# EXERCISE DATA
═══
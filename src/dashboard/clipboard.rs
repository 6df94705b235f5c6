//! Clipboard seam
//!
//! Browsers copy on click. When that fails the web front-end keeps the
//! text for the next page, which shows it for a manual copy. The CLI
//! writes to the system clipboard when built with the `clipboard` feature.

use std::sync::Mutex;
use thiserror::Error;

#[derive(Error, Debug)]
pub enum ClipboardError {
    #[error("Clipboard unavailable: {0}")]
    Unavailable(String),

    #[error("Failed to write clipboard: {0}")]
    Write(String),
}

/// Destination for copied snippets
pub trait Clipboard: Send + Sync {
    fn write_text(&self, text: &str) -> Result<(), ClipboardError>;
}

/// Holds the last copied text until a page picks it up
#[derive(Debug, Default)]
pub struct PendingClipboard {
    pending: Mutex<Option<String>>,
}

impl PendingClipboard {
    pub fn new() -> Self {
        Self::default()
    }

    /// Remove and return the pending text
    pub fn take(&self) -> Option<String> {
        self.pending.lock().ok().and_then(|mut pending| pending.take())
    }
}

impl Clipboard for PendingClipboard {
    fn write_text(&self, text: &str) -> Result<(), ClipboardError> {
        let mut pending = self
            .pending
            .lock()
            .map_err(|e| ClipboardError::Write(e.to_string()))?;
        *pending = Some(text.to_string());
        Ok(())
    }
}

/// System clipboard via arboard
#[cfg(feature = "clipboard")]
#[derive(Debug, Default)]
pub struct SystemClipboard;

#[cfg(feature = "clipboard")]
impl Clipboard for SystemClipboard {
    fn write_text(&self, text: &str) -> Result<(), ClipboardError> {
        let mut clipboard =
            arboard::Clipboard::new().map_err(|e| ClipboardError::Unavailable(e.to_string()))?;
        clipboard
            .set_text(text)
            .map_err(|e| ClipboardError::Write(e.to_string()))
    }
}

#[cfg(test)]
mod tests {
    use super::*;

    #[test]
    fn test_pending_clipboard_take_once() {
        let clipboard = PendingClipboard::new();
        clipboard.write_text("first").unwrap();
        clipboard.write_text("second").unwrap();

        assert_eq!(clipboard.take().as_deref(), Some("second"));
        assert_eq!(clipboard.take(), None);
    }
}
//! Dashboard
//!
//! Script registry view model, snippet template and clipboard seam.

mod clipboard;
mod registry;
pub mod snippet;

#[cfg(feature = "clipboard")]
pub use clipboard::SystemClipboard;
pub use clipboard::{Clipboard, ClipboardError, PendingClipboard};
pub use registry::{
    RegistryConfig, RegistryError, RegistryResult, RegistrySnapshot, ScriptRegistry, ScriptView,
    COPY_CONFIRMATION,
};
//! Web Front-End
//!
//! Server-rendered pages for the visit tracker, built with Axum.
//!
//! # Routes
//!
//! ## Presentation
//! - `GET /` - Landing page
//! - `GET /doc` - Quick start with the sample snippet
//! - `GET /terms` - Terms and privacy policy
//!
//! ## Authentication
//! - `GET /login`, `POST /login` - Sign in / sign up (`?mode=signup`)
//! - `GET /login/oauth` - Start OAuth
//! - `GET /oauth/callback` - Finish OAuth
//! - `POST /logout` - Sign out
//! - `GET /forgot-password`, `POST /forgot-password` - Password recovery
//!
//! ## Guarded
//! - `GET /dashboard` - Script list
//! - `POST /dashboard/scripts` - Create a script
//! - `POST /dashboard/scripts/:id/toggle` - Expand / collapse
//! - `POST /dashboard/scripts/:id/copy` - Copy snippet
//! - `GET /analytics/:scriptId?name=&page=&days=` - Table and graph
//!
//! ## Health
//! - `GET /health` - Status
//!
//! Anything else redirects to `/login`.

pub mod dto;
pub mod error;
pub mod flash;
pub mod guard;
pub mod routes;
pub mod state;
pub mod templates;

pub use error::{WebError, WebResult};
pub use flash::{Flash, FlashKind, FlashMessage};
pub use state::{AppState, WebConfig};
pub use templates::Templates;

use axum::{
    middleware,
    routing::{get, post},
    Router,
};
use std::sync::Arc;
use tower_http::trace::TraceLayer;

/// Build the router with all routes and middleware
pub fn build_router(shared_state: Arc<AppState>) -> Router {
    let guarded = Router::new()
        .route("/dashboard", get(routes::dashboard::dashboard))
        .route("/dashboard/scripts", post(routes::dashboard::create_script))
        .route(
            "/dashboard/scripts/:id/toggle",
            post(routes::dashboard::toggle_script),
        )
        .route(
            "/dashboard/scripts/:id/copy",
            post(routes::dashboard::copy_script),
        )
        .route("/analytics/:script_id", get(routes::analytics::analytics))
        .route_layer(middleware::from_fn_with_state(
            Arc::clone(&shared_state),
            guard::require_identity,
        ));

    Router::new()
        .route("/", get(routes::pages::landing))
        .route("/doc", get(routes::pages::documentation))
        .route("/terms", get(routes::pages::terms))
        .route(
            "/login",
            get(routes::auth::login_page).post(routes::auth::submit_login),
        )
        .route("/login/oauth", get(routes::auth::start_oauth))
        .route("/oauth/callback", get(routes::auth::oauth_callback))
        .route("/logout", post(routes::auth::logout))
        .route(
            "/forgot-password",
            get(routes::auth::forgot_password_page).post(routes::auth::submit_forgot_password),
        )
        .route("/health", get(routes::health::health))
        .merge(guarded)
        .fallback(routes::pages::fallback)
        .layer(TraceLayer::new_for_http())
        .with_state(shared_state)
}

/// Start the web server
pub async fn serve(state: AppState) -> Result<(), WebError> {
    let addr = state.config.addr();
    let router = build_router(Arc::new(state));

    let listener = tokio::net::TcpListener::bind(&addr).await?;

    tracing::info!("Visit Logger listening on http://{}", addr);

    axum::serve(listener, router)
        .with_graceful_shutdown(shutdown_signal())
        .await
        .map_err(|e| WebError::Internal(format!("Server error: {}", e)))?;

    tracing::info!("Visit Logger shut down gracefully");
    Ok(())
}

/// Wait for shutdown signal
async fn shutdown_signal() {
    let ctrl_c = async {
        if let Err(e) = tokio::signal::ctrl_c().await {
            tracing::error!("Failed to install Ctrl+C handler: {}", e);
            std::future::pending::<()>().await;
        }
    };

    #[cfg(unix)]
    let terminate = async {
        match tokio::signal::unix::signal(tokio::signal::unix::SignalKind::terminate()) {
            Ok(mut signal) => {
                signal.recv().await;
            }
            Err(e) => {
                tracing::error!("Failed to install signal handler: {}", e);
                std::future::pending::<()>().await;
            }
        }
    };

    #[cfg(not(unix))]
    let terminate = std::future::pending::<()>();

    tokio::select! {
        _ = ctrl_c => {},
        _ = terminate => {},
    }

    tracing::info!("Shutdown signal received, starting graceful shutdown");
}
═══
Please reproduce the entire listing. Keep it identical.

filename src/dashboard/clipboard.rs
repository 6df94705b235f5c6
//! Clipboard seam
//!
//! Browsers copy on click. When that fails the web front-end keeps the
//! text for the next page, which shows it for a manual copy. The CLI
//! writes to the system clipboard when built with the `clipboard` feature.

use std::sync::Mutex;
use thiserror::Error;

#[derive(Error, Debug)]
pub enum ClipboardError {
    #[error("Clipboard unavailable: {0}")]
    Unavailable(String),

    #[error("Failed to write clipboard: {0}")]
    Write(String),
}

/// Destination for copied snippets
pub trait Clipboard: Send + Sync {
    fn write_text(&self, text: &str) -> Result<(), ClipboardError>;
}

/// Holds the last copied text until a page picks it up
#[derive(Debug, Default)]
pub struct PendingClipboard {
    pending: Mutex<Option<String>>,
}

impl PendingClipboard {
    pub fn new() -> Self {
        Self::default()
    }

    /// Remove and return the pending text
    pub fn take(&self) -> Option<String> {
        self.pending.lock().ok().and_then(|mut pending| pending.take())
    }
}

impl Clipboard for PendingClipboard {
    fn write_text(&self, text: &str) -> Result<(), ClipboardError> {
        let mut pending = self
            .pending
            .lock()
            .map_err(|e| ClipboardError::Write(e.to_string()))?;
        *pending = Some(text.to_string());
        Ok(())
    }
}

/// System clipboard via arboard
#[cfg(feature = "clipboard")]
#[derive(Debug, Default)]
pub struct SystemClipboard;

#[cfg(feature = "clipboard")]
impl Clipboard for SystemClipboard {
    fn write_text(&self, text: &str) -> Result<(), ClipboardError> {
        let mut clipboard =
            arboard::Clipboard::new().map_err(|e| ClipboardError::Unavailable(e.to_string()))?;
        clipboard
            .set_text(text)
            .map_err(|e| ClipboardError::Write(e.to_string()))
    }
}

#[cfg(test)]
mod tests {
    use super::*;

    #[test]
    fn test_pending_clipboard_take_once() {
        let clipboard = PendingClipboard::new();
        clipboard.write_text("first").unwrap();
        clipboard.write_text("second").unwrap();

        assert_eq!(clipboard.take().as_deref(), Some("second"));
        assert_eq!(clipboard.take(), None);
    }
}
//! Dashboard
//!
//! Script registry view model, snippet template and clipboard seam.

mod clipboard;
mod registry;
pub mod snippet;

#[cfg(feature = "clipboard")]
pub use clipboard::SystemClipboard;
pub use clipboard::{Clipboard, ClipboardError, PendingClipboard};
pub use registry::{
    RegistryConfig, RegistryError, RegistryResult, RegistrySnapshot, ScriptRegistry, ScriptView,
    COPY_CONFIRMATION,
};
//! Web Front-End
//!
//! Server-rendered pages for the visit tracker, built with Axum.
//!
//! # Routes
//!
//! ## Presentation
//! - `GET /` - Landing page
//! - `GET /doc` - Quick start with the sample snippet
//! - `GET /terms` - Terms and privacy policy
//!
//! ## Authentication
//! - `GET /login`, `POST /login` - Sign in / sign up (`?mode=signup`)
//! - `GET /login/oauth` - Start OAuth
//! - `GET /oauth/callback` - Finish OAuth
//! - `POST /logout` - Sign out
//! - `GET /forgot-password`, `POST /forgot-password` - Password recovery
//!
//! ## Guarded
//! - `GET /dashboard` - Script list
//! - `POST /dashboard/scripts` - Create a script
//! - `POST /dashboard/scripts/:id/toggle` - Expand / collapse
//! - `POST /dashboard/scripts/:id/copy` - Copy snippet
//! - `GET /analytics/:scriptId?name=&page=&days=` - Table and graph
//!
//! ## Health
//! - `GET /health` - Status
//!
//! Anything else redirects to `/login`.

pub mod dto;
pub mod error;
pub mod flash;
pub mod guard;
pub mod routes;
pub mod state;
pub mod templates;

pub use error::{WebError, WebResult};
pub use flash::{Flash, FlashKind, FlashMessage};
pub use state::{AppState, WebConfig};
pub use templates::Templates;

use axum::{
    middleware,
    routing::{get, post},
    Router,
};
use std::sync::Arc;
use tower_http::trace::TraceLayer;

/// Build the router with all routes and middleware
pub fn build_router(shared_state: Arc<AppState>) -> Router {
    let guarded = Router::new()
        .route("/dashboard", get(routes::dashboard::dashboard))
        .route("/dashboard/scripts", post(routes::dashboard::create_script))
        .route(
            "/dashboard/scripts/:id/toggle",
            post(routes::dashboard::toggle_script),
        )
        .route(
            "/dashboard/scripts/:id/copy",
            post(routes::dashboard::copy_script),
        )
        .route("/analytics/:script_id", get(routes::analytics::analytics))
        .route_layer(middleware::from_fn_with_state(
            Arc::clone(&shared_state),
            guard::require_identity,
        ));

    Router::new()
        .route("/", get(routes::pages::landing))
        .route("/doc", get(routes::pages::documentation))
        .route("/terms", get(routes::pages::terms))
        .route(
            "/login",
            get(routes::auth::login_page).post(routes::auth::submit_login),
        )
        .route("/login/oauth", get(routes::auth::start_oauth))
        .route("/oauth/callback", get(routes::auth::oauth_callback))
        .route("/logout", post(routes::auth::logout))
        .route(
            "/forgot-password",
            get(routes::auth::forgot_password_page).post(routes::auth::submit_forgot_password),
        )
        .route("/health", get(routes::health::health))
        .merge(guarded)
        .fallback(routes::pages::fallback)
        .layer(TraceLayer::new_for_http())
        .with_state(shared_state)
}

/// Start the web server
pub async fn serve(state: AppState) -> Result<(), WebError> {
    let addr = state.config.addr();
    let router = build_router(Arc::new(state));

    let listener = tokio::net::TcpListener::bind(&addr).await?;

    tracing::info!("Visit Logger listening on http://{}", addr);

    axum::serve(listener, router)
        .with_graceful_shutdown(shutdown_signal())
        .await
        .map_err(|e| WebError::Internal(format!("Server error: {}", e)))?;

    tracing::info!("Visit Logger shut down gracefully");
    Ok(())
}

/// Wait for shutdown signal
async fn shutdown_signal() {
    let ctrl_c = async {
        if let Err(e) = tokio::signal::ctrl_c().await {
            tracing::error!("Failed to install Ctrl+C handler: {}", e);
            std::future::pending::<()>().await;
        }
    };

    #[cfg(unix)]
    let terminate = async {
        match tokio::signal::unix::signal(tokio::signal::unix::SignalKind::terminate()) {
            Ok(mut signal) => {
                signal.recv().await;
            }
            Err(e) => {
                tracing::error!("Failed to install signal handler: {}", e);
                std::future::pending::<()>().await;
            }
        }
    };

    #[cfg(not(unix))]
    let terminate = std::future::pending::<()>();

    tokio::select! {
        _ = ctrl_c => {},
        _ = terminate => {},
    }

    tracing::info!("Shutdown signal received, starting graceful shutdown");
}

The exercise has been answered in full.